The debate last night between public health advocate Professor Mike Daube and former health minister Tony Abbott – Welcome back nanny? Civil liberties vs the public good – was much tamer than I’d been anticipating. I have written a piece about the Nanny State for today’s Crikey bulletin.
But here is an extract from Daube’s speech that I thought might be of interest to Croakey readers.
It is a section where he cites recent considerations by Sir Kenneth Calman and the Nuffield Council on Bioethics of issues around the relationship between the state’s authority and that of the individual, from the extremes of libertarianism to the collectivist views at the other end of the spectrum.
“They developed what they saw as a proposal to capture the best of the libertarian and paternalistic approaches which they described as ‘the stewardship model’.
This argues that liberal states have responsibilities to look after the important needs of people, both individually and collectively; therefore they are stewards to individual people, taking account of different needs arising from factors such as age, gender, ethnic background or socio-economic status, and to the population as a whole. In their view, the notion of stewardship gives expression to the obligation on states to seek to provide conditions that allow people to be healthy, especially in relation to reducing health inequalities.
What does this mean?
It means that public health programs should:
* Aim to reduce the risks of ill health that people might impose on each other
* Aim to reduce causes of ill health by regulations that ensure environmental conditions that sustain good health – from clean air and water and safe food onwards
* Promote health not only by providing information and advice but also to prevent and assist people deal with unhealthy behaviours
* Seek to ensure that it is easy to lead a healthy life
* Recognize that for many of them there is currently no real choice about how they can live healthily or avoid misinformation.
* Ensure appropriate access to medical services
* And pay particular attention to protecting the health of children and vulnerable groups and reducing inequalities.
In that context, we should recognize that we:
* Cannot coerce adults other than where there is a clear cause (such as drink-driving)
* Should minimise interventions that are introduced without the consent of those affected or without procedural justice, and
* Should seek to minimise interventions that are perceived as unduly intrusive and in conflict with personal values.
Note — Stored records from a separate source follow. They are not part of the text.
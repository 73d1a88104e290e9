//! Wires stores and clients together for one CLI invocation.

use crate::settings::AppSettings;
use anyhow::{Context, Result};
use providers::OpenAiCompatClient;
use services::{
    AiConfigApi, AiConfigStore, ApiClient, FileStore, KeyValueStore, LogNotifier, Preferences,
    ReqwestTransport, SessionApi, TokenStore,
};
use std::path::Path;
use std::sync::Arc;

const AI_STORE_FILE: &str = "ai-config.json";
const LOCAL_STORE_FILE: &str = "local-storage.json";

pub struct AppContext {
    pub tokens: TokenStore,
    pub ai_store: AiConfigStore,
    pub preferences: Preferences,
    pub api: Arc<ApiClient>,
    pub llm: OpenAiCompatClient,
}

impl AppContext {
    pub fn open(settings: &AppSettings) -> Result<Self> {
        let data_dir = settings.resolve_data_dir()?;
        Self::open_in(settings, &data_dir)
    }

    pub fn open_in(settings: &AppSettings, data_dir: &Path) -> Result<Self> {
        let local: Arc<dyn KeyValueStore> = Arc::new(
            FileStore::open(data_dir.join(LOCAL_STORE_FILE))
                .context("Failed to open local store")?,
        );
        let ai: Arc<dyn KeyValueStore> = Arc::new(
            FileStore::open(data_dir.join(AI_STORE_FILE)).context("Failed to open AI store")?,
        );
        tracing::debug!(data_dir = %data_dir.display(), "stores opened");

        let tokens = TokenStore::new(local.clone());
        let transport = Arc::new(ReqwestTransport::new(settings.backend_base()));
        let api = Arc::new(ApiClient::new(
            transport,
            tokens.clone(),
            Arc::new(LogNotifier),
            settings.basic_token_key.clone(),
        ));

        Ok(Self {
            ai_store: AiConfigStore::new(ai, local.clone(), tokens.clone()),
            preferences: Preferences::new(local),
            tokens,
            api,
            llm: OpenAiCompatClient::new(),
        })
    }

    pub fn session(&self) -> SessionApi {
        SessionApi::new(self.api.clone(), self.ai_store.clone())
    }

    pub fn remote_config(&self) -> AiConfigApi {
        AiConfigApi::new(self.api.clone())
    }
}
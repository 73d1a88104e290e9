//! User-facing notifications raised by the API client.

pub trait Notifier: Send + Sync {
    /// Show a transient error message to the user.
    fn error(&self, message: &str);

    /// Credentials are gone; the application must reset to its signed-out
    /// state.
    fn session_reset(&self);
}

/// Default notifier: routes everything to the log.
#[derive(Debug, Default)]
pub struct LogNotifier;

impl Notifier for LogNotifier {
    fn error(&self, message: &str) {
        tracing::warn!("{}", message);
    }

    fn session_reset(&self) {
        tracing::warn!("session expired, credentials cleared");
    }
}

#[cfg(test)]
pub(crate) use recording::RecordingNotifier;

#[cfg(test)]
mod recording {
    use super::Notifier;
    use parking_lot::Mutex;

    /// Records notifications for later inspection.
    #[derive(Debug, Default)]
    pub(crate) struct RecordingNotifier {
        errors: Mutex<Vec<String>>,
        resets: Mutex<usize>,
    }

    impl RecordingNotifier {
        pub(crate) fn errors(&self) -> Vec<String> {
            self.errors.lock().clone()
        }

        pub(crate) fn reset_count(&self) -> usize {
            *self.resets.lock()
        }
    }

    impl Notifier for RecordingNotifier {
        fn error(&self, message: &str) {
            self.errors.lock().push(message.to_string());
        }

        fn session_reset(&self) {
            *self.resets.lock() += 1;
        }
    }

    #[test]
    fn test_records_errors_and_resets() {
        let notifier = RecordingNotifier::default();
        notifier.error("Server error");
        notifier.session_reset();
        assert_eq!(notifier.errors(), vec!["Server error".to_string()]);
        assert_eq!(notifier.reset_count(), 1);
    }
}
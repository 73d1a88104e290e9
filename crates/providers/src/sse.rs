//! Line framing for OpenAI-style streamed completions.
//!
//! The provider sends one `data: {json}` line per delta, terminated by
//! `data: [DONE]`. Bytes arrive in arbitrary chunks, so decoding and line
//! splitting both carry state across reads.

use serde::Deserialize;
use shared::agent_api::StreamChunk;

const DATA_PREFIX: &str = "data: ";
const DONE_LINE: &str = "data: [DONE]";

/// Stateful UTF-8 decoder: a multi-byte character split across two reads is
/// held back until its remaining bytes arrive. Invalid sequences decode to
/// U+FFFD.
#[derive(Debug, Default)]
pub struct Utf8StreamDecoder {
    pending: Vec<u8>,
}

impl Utf8StreamDecoder {
    pub fn new() -> Self {
        Self::default()
    }

    pub fn decode(&mut self, chunk: &[u8]) -> String {
        self.pending.extend_from_slice(chunk);

        let mut out = String::with_capacity(self.pending.len());
        let mut consumed = 0;
        loop {
            let rest = &self.pending[consumed..];
            match std::str::from_utf8(rest) {
                Ok(text) => {
                    out.push_str(text);
                    consumed = self.pending.len();
                    break;
                }
                Err(e) => {
                    let valid = e.valid_up_to();
                    out.push_str(&String::from_utf8_lossy(&rest[..valid]));
                    match e.error_len() {
                        Some(bad) => {
                            out.push(char::REPLACEMENT_CHARACTER);
                            consumed += valid + bad;
                        }
                        // Incomplete sequence at the end: wait for more bytes.
                        None => {
                            consumed += valid;
                            break;
                        }
                    }
                }
            }
        }
        self.pending.drain(..consumed);
        out
    }

    /// Flush whatever is left at end of stream.
    pub fn finish(&mut self) -> String {
        let tail = String::from_utf8_lossy(&self.pending).into_owned();
        self.pending.clear();
        tail
    }
}

/// Splits decoded text on `\n`, retaining the trailing partial segment until
/// the next read completes it.
#[derive(Debug, Default)]
pub struct LineFramer {
    decoder: Utf8StreamDecoder,
    buffer: String,
}

impl LineFramer {
    pub fn new() -> Self {
        Self::default()
    }

    /// Feed raw bytes from the HTTP response. Returns every complete line.
    pub fn feed(&mut self, chunk: &[u8]) -> Vec<String> {
        let text = self.decoder.decode(chunk);
        self.buffer.push_str(&text);

        let mut lines = Vec::new();
        while let Some(pos) = self.buffer.find('\n') {
            lines.push(self.buffer[..pos].to_string());
            self.buffer.drain(..pos + 1);
        }
        lines
    }

    /// End of body: the unterminated remainder, if any. It is not a complete
    /// frame and callers do not parse it.
    pub fn finish(&mut self) -> Option<String> {
        let tail = self.decoder.finish();
        self.buffer.push_str(&tail);
        if self.buffer.is_empty() {
            None
        } else {
            Some(std::mem::take(&mut self.buffer))
        }
    }
}

// ── Frame schema ─────────────────────────────────────────────────────

#[derive(Debug, Deserialize)]
struct StreamFrame {
    #[serde(default)]
    choices: Vec<StreamChoice>,
}

#[derive(Debug, Deserialize)]
struct StreamChoice {
    #[serde(default)]
    delta: Option<StreamDelta>,
}

#[derive(Debug, Deserialize)]
struct StreamDelta {
    #[serde(default)]
    content: Option<String>,
    /// Separate "thinking" channel exposed by some models.
    #[serde(default)]
    reasoning_content: Option<String>,
}

/// Turn one framed line into stream events. Blank lines, the `[DONE]`
/// terminator, non-data lines and frames that fail to decode all yield
/// nothing. Reasoning is emitted before content for the same frame.
pub fn parse_line(line: &str) -> Vec<StreamChunk> {
    let trimmed = line.trim();
    if trimmed.is_empty() || trimmed == DONE_LINE {
        return Vec::new();
    }
    let Some(payload) = trimmed.strip_prefix(DATA_PREFIX) else {
        return Vec::new();
    };

    let frame = match serde_json::from_str::<StreamFrame>(payload) {
        Ok(frame) => frame,
        Err(e) => {
            tracing::debug!(error = %e, "skipping malformed stream frame");
            return Vec::new();
        }
    };

    let mut events = Vec::new();
    if let Some(delta) = frame.choices.into_iter().next().and_then(|c| c.delta) {
        if let Some(reasoning) = delta.reasoning_content.filter(|r| !r.is_empty()) {
            events.push(StreamChunk::Reasoning(reasoning));
        }
        if let Some(content) = delta.content.filter(|c| !c.is_empty()) {
            events.push(StreamChunk::Content(content));
        }
    }
    events
}

#[cfg(test)]
mod tests {
    use super::*;

    fn frame(content: &str) -> String {
        format!(
            "data: {}\n",
            serde_json::json!({"choices": [{"delta": {"content": content}}]})
        )
    }

    fn run(chunks: &[&[u8]]) -> Vec<StreamChunk> {
        let mut framer = LineFramer::new();
        let mut events = Vec::new();
        for chunk in chunks {
            for line in framer.feed(chunk) {
                events.extend(parse_line(&line));
            }
        }
        events
    }

    #[test]
    fn test_decoder_holds_split_multibyte_char() {
        let bytes = "héllo".as_bytes();
        let mut decoder = Utf8StreamDecoder::new();
        // 'é' is two bytes; split between them.
        assert_eq!(decoder.decode(&bytes[..2]), "h");
        assert_eq!(decoder.decode(&bytes[2..]), "éllo");
        assert_eq!(decoder.finish(), "");
    }

    #[test]
    fn test_decoder_replaces_invalid_bytes() {
        let mut decoder = Utf8StreamDecoder::new();
        assert_eq!(decoder.decode(b"a\xffb"), "a\u{FFFD}b");
    }

    #[test]
    fn test_framer_retains_partial_line() {
        let mut framer = LineFramer::new();
        assert!(framer.feed(b"data: {\"a\"").is_empty());
        let lines = framer.feed(b":1}\ndata: x");
        assert_eq!(lines, vec!["data: {\"a\":1}".to_string()]);
        assert_eq!(framer.finish().as_deref(), Some("data: x"));
    }

    #[test]
    fn test_skips_noise_lines() {
        assert!(parse_line("").is_empty());
        assert!(parse_line("   ").is_empty());
        assert!(parse_line("data: [DONE]").is_empty());
        assert!(parse_line(": keep-alive").is_empty());
        assert!(parse_line("event: ping").is_empty());
        assert!(parse_line("data: {not json").is_empty());
        // Valid JSON with the wrong shape is skipped the same way.
        assert!(parse_line(r#"data: {"choices": "nope"}"#).is_empty());
        assert!(parse_line(r#"data: {"choices": []}"#).is_empty());
    }

    #[test]
    fn test_reasoning_before_content_in_same_frame() {
        let events =
            parse_line(r#"data: {"choices":[{"delta":{"reasoning_content":"hmm","content":"ok"}}]}"#);
        assert_eq!(
            events,
            vec![
                StreamChunk::Reasoning("hmm".into()),
                StreamChunk::Content("ok".into())
            ]
        );
    }

    #[test]
    fn test_null_and_empty_fields_ignored() {
        let events =
            parse_line(r#"data: {"choices":[{"delta":{"content":null,"reasoning_content":""}}]}"#);
        assert!(events.is_empty());
    }

    #[test]
    fn test_content_concatenation_excludes_malformed_frames() {
        let stream = format!(
            "{}data: {{broken\n{}{}data: [DONE]\n",
            frame("alpha "),
            frame("beta "),
            frame("gamma")
        );
        let text: String = run(&[stream.as_bytes()])
            .into_iter()
            .filter_map(|e| match e {
                StreamChunk::Content(c) => Some(c),
                _ => None,
            })
            .collect();
        assert_eq!(text, "alpha beta gamma");
    }

    #[test]
    fn test_split_at_every_offset_matches_single_chunk() {
        let stream = format!("{}{}data: [DONE]\n", frame("你好, "), frame("wörld 🎉"));
        let bytes = stream.as_bytes();
        let whole = run(&[bytes]);
        assert_eq!(whole.len(), 2);

        for split in 1..bytes.len() {
            let parts = run(&[&bytes[..split], &bytes[split..]]);
            assert_eq!(parts, whole, "split at byte {}", split);
        }
    }

    #[test]
    fn test_unterminated_final_frame_is_dropped() {
        let stream = format!("{}{}", frame("kept"), frame("lost"));
        let events = run(&[stream.trim_end().as_bytes()]);
        assert_eq!(events, vec![StreamChunk::Content("kept".into())]);
    }
}
//! OpenAI-compatible chat client used by the editor's assistant panel.

pub mod openai;
pub mod prompts;
pub mod sse;

pub use openai::{ChatStream, OpenAiCompatClient};
pub use prompts::{build_messages, ChatOptions, AGENT_SYSTEM_PROMPT};
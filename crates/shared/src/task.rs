//! Task blocks: one recorded user/assistant interaction in the chat history.

use crate::agent::AgentResponse;
use crate::agent_api::StreamChunk;
use chrono::Utc;
use serde::{Deserialize, Serialize};
use uuid::Uuid;

#[derive(Debug, Clone, Copy, PartialEq, Eq, Serialize, Deserialize)]
#[serde(rename_all = "lowercase")]
pub enum TaskStatus {
    Pending,
    Processing,
    Completed,
    Error,
}

#[derive(Debug, Clone, Copy, PartialEq, Eq, Serialize, Deserialize)]
#[serde(rename_all = "lowercase")]
pub enum TaskMode {
    Chat,
    Agent,
}

#[derive(Debug, Clone, PartialEq, Serialize, Deserialize)]
#[serde(rename_all = "camelCase")]
pub struct TaskBlock {
    pub id: String,
    pub user_task: String,
    #[serde(default)]
    pub reasoning: String,
    #[serde(default)]
    pub output: String,
    #[serde(default, skip_serializing_if = "Option::is_none")]
    pub agent_response: Option<AgentResponse>,
    pub status: TaskStatus,
    /// Creation time, epoch milliseconds.
    pub timestamp: i64,
    #[serde(default, skip_serializing_if = "Option::is_none")]
    pub mode: Option<TaskMode>,
}

impl TaskBlock {
    pub fn new(user_task: impl Into<String>, mode: TaskMode) -> Self {
        Self {
            id: Uuid::new_v4().to_string(),
            user_task: user_task.into(),
            reasoning: String::new(),
            output: String::new(),
            agent_response: None,
            status: TaskStatus::Pending,
            timestamp: Utc::now().timestamp_millis(),
            mode: Some(mode),
        }
    }

    pub fn is_finished(&self) -> bool {
        matches!(self.status, TaskStatus::Completed | TaskStatus::Error)
    }

    pub fn start(&mut self) {
        if self.status == TaskStatus::Pending {
            self.status = TaskStatus::Processing;
        }
    }

    /// Fold one stream event into the block. Events arriving after a terminal
    /// state are ignored.
    pub fn absorb(&mut self, chunk: &StreamChunk) {
        if self.is_finished() {
            return;
        }
        match chunk {
            StreamChunk::Reasoning(text) => {
                self.start();
                self.reasoning.push_str(text);
            }
            StreamChunk::Content(text) => {
                self.start();
                self.output.push_str(text);
            }
            StreamChunk::Done => self.complete(),
            StreamChunk::Error(err) => self.fail(&err.to_string()),
        }
    }

    /// Mark the block completed. In agent mode the output is parsed into a
    /// structured edit plan when it holds one.
    pub fn complete(&mut self) {
        if self.is_finished() {
            return;
        }
        if self.mode == Some(TaskMode::Agent) {
            self.agent_response = AgentResponse::parse(&self.output);
        }
        self.status = TaskStatus::Completed;
    }

    pub fn fail(&mut self, message: &str) {
        if self.is_finished() {
            return;
        }
        if !self.output.is_empty() {
            self.output.push('\n');
        }
        self.output.push_str(&format!("[Error: {}]", message));
        self.status = TaskStatus::Error;
    }
}
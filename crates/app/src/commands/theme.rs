use crate::context::AppContext;
use anyhow::Result;
use services::ThemeMode;

pub fn show(ctx: &AppContext) {
    let mode = ctx.preferences.theme();
    println!("{} ({})", mode.label(), mode);
}

pub fn cycle(ctx: &AppContext) -> Result<()> {
    let mode = ctx.preferences.cycle_theme()?;
    println!("Theme: {}", mode.label());
    Ok(())
}

pub fn set(ctx: &AppContext, raw: &str) -> Result<()> {
    let mode: ThemeMode = raw.parse()?;
    ctx.preferences.set_theme(mode)?;
    println!("Theme: {}", mode.label());
    Ok(())
}
use super::preview;
use crate::context::AppContext;
use anyhow::Result;
use chrono::{Local, TimeZone};
use shared::task::{TaskMode, TaskStatus};

pub fn list(ctx: &AppContext) {
    let history = ctx.ai_store.get_chat_history();
    if history.is_empty() {
        println!("No chat history");
        return;
    }
    for task in &history {
        let when = Local
            .timestamp_millis_opt(task.timestamp)
            .single()
            .map(|t| t.format("%Y-%m-%d %H:%M").to_string())
            .unwrap_or_default();
        let mode = match task.mode {
            Some(TaskMode::Agent) => "agent",
            _ => "chat",
        };
        let status = match task.status {
            TaskStatus::Pending => "pending",
            TaskStatus::Processing => "processing",
            TaskStatus::Completed => "done",
            TaskStatus::Error => "error",
        };
        let id: String = task.id.chars().take(8).collect();
        println!(
            "{} {} [{}/{}] {}",
            id,
            when,
            mode,
            status,
            preview(&task.user_task, 60)
        );
    }
}

pub fn clear(ctx: &AppContext) -> Result<()> {
    ctx.ai_store.remove_chat_history()?;
    println!("Chat history cleared");
    Ok(())
}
If those principles are broadly accepted, there is then an intervention ladder, starting with doing nothing or monitoring, moving through approaches such as providing information or enabling and offering choices, moving on to restricting choice – for example through removing unhealthy ingredients from foods, as Mayor Bloomberg has done with transfats in New York, and finally moving through to the hardest forms of action – constraint, as with eliminating tobacco advertising, or elimination of any choice – such as compulsory isolation of patients with infectious diseases.
Stewardship also recognizes that it is often the role of the State to make choice a genuine option.
The concept of stewardship recognizes the need to act carefully and deliberately, but also places the onus fairly and squarely on decision-makers to act in the public interest – at times to move to those hard forms of action – and to recognize the consequences if they fail to act.”
Presumably Daube is hoping that the stewardship model might supplant the more simplistic debate that we so often hear around the Nanny State.